• _Supplied entries_:
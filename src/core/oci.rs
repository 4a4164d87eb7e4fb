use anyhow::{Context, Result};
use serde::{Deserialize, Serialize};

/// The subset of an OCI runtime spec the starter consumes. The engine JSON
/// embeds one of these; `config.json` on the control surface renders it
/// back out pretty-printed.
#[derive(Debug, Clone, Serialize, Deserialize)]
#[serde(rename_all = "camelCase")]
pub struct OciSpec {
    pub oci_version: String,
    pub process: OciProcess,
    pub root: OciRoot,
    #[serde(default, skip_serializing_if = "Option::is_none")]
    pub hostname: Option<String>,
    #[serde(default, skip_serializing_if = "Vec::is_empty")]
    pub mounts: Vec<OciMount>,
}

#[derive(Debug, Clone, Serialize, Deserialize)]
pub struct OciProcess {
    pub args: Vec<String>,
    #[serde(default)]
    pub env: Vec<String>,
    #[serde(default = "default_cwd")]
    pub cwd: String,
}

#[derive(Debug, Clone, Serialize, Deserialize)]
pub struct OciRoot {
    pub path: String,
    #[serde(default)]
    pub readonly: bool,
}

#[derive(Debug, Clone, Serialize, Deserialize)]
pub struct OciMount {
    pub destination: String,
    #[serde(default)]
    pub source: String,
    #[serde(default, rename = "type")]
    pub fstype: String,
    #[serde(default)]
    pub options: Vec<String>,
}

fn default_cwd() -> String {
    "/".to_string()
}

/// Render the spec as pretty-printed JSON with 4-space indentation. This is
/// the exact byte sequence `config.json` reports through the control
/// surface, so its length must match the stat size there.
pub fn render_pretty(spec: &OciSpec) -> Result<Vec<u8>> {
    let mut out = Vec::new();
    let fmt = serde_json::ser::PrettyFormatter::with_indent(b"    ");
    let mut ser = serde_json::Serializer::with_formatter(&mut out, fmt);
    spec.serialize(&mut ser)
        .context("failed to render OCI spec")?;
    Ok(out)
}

...

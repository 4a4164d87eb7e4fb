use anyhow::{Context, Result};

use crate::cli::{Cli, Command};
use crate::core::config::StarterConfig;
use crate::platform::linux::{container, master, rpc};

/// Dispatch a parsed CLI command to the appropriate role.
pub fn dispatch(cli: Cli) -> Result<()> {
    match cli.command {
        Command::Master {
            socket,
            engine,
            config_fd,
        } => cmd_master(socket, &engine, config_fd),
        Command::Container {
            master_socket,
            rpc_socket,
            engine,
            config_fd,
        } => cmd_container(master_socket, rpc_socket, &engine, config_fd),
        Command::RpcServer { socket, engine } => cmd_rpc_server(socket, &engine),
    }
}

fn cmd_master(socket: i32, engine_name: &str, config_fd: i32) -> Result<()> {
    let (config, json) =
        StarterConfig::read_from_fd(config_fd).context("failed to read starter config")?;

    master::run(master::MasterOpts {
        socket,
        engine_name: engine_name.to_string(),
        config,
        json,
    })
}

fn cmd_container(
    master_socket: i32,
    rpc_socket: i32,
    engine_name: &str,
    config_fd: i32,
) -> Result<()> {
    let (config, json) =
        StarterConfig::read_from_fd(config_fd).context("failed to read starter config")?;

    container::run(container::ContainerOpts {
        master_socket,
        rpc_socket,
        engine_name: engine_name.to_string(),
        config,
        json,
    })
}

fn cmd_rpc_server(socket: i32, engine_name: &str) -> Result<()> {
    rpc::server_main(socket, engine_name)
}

• _Work required_:
Bring together every line in the entries that holds the string "Result".

• _Solved exercise_:
use anyhow::{Context, Result};
pub fn render_pretty(spec: &OciSpec) -> Result<Vec<u8>> {
use anyhow::{Context, Result};
pub fn dispatch(cli: Cli) -> Result<()> {
fn cmd_master(socket: i32, engine_name: &str, config_fd: i32) -> Result<()> {
) -> Result<()> {
fn cmd_rpc_server(socket: i32, engine_name: &str) -> Result<()> {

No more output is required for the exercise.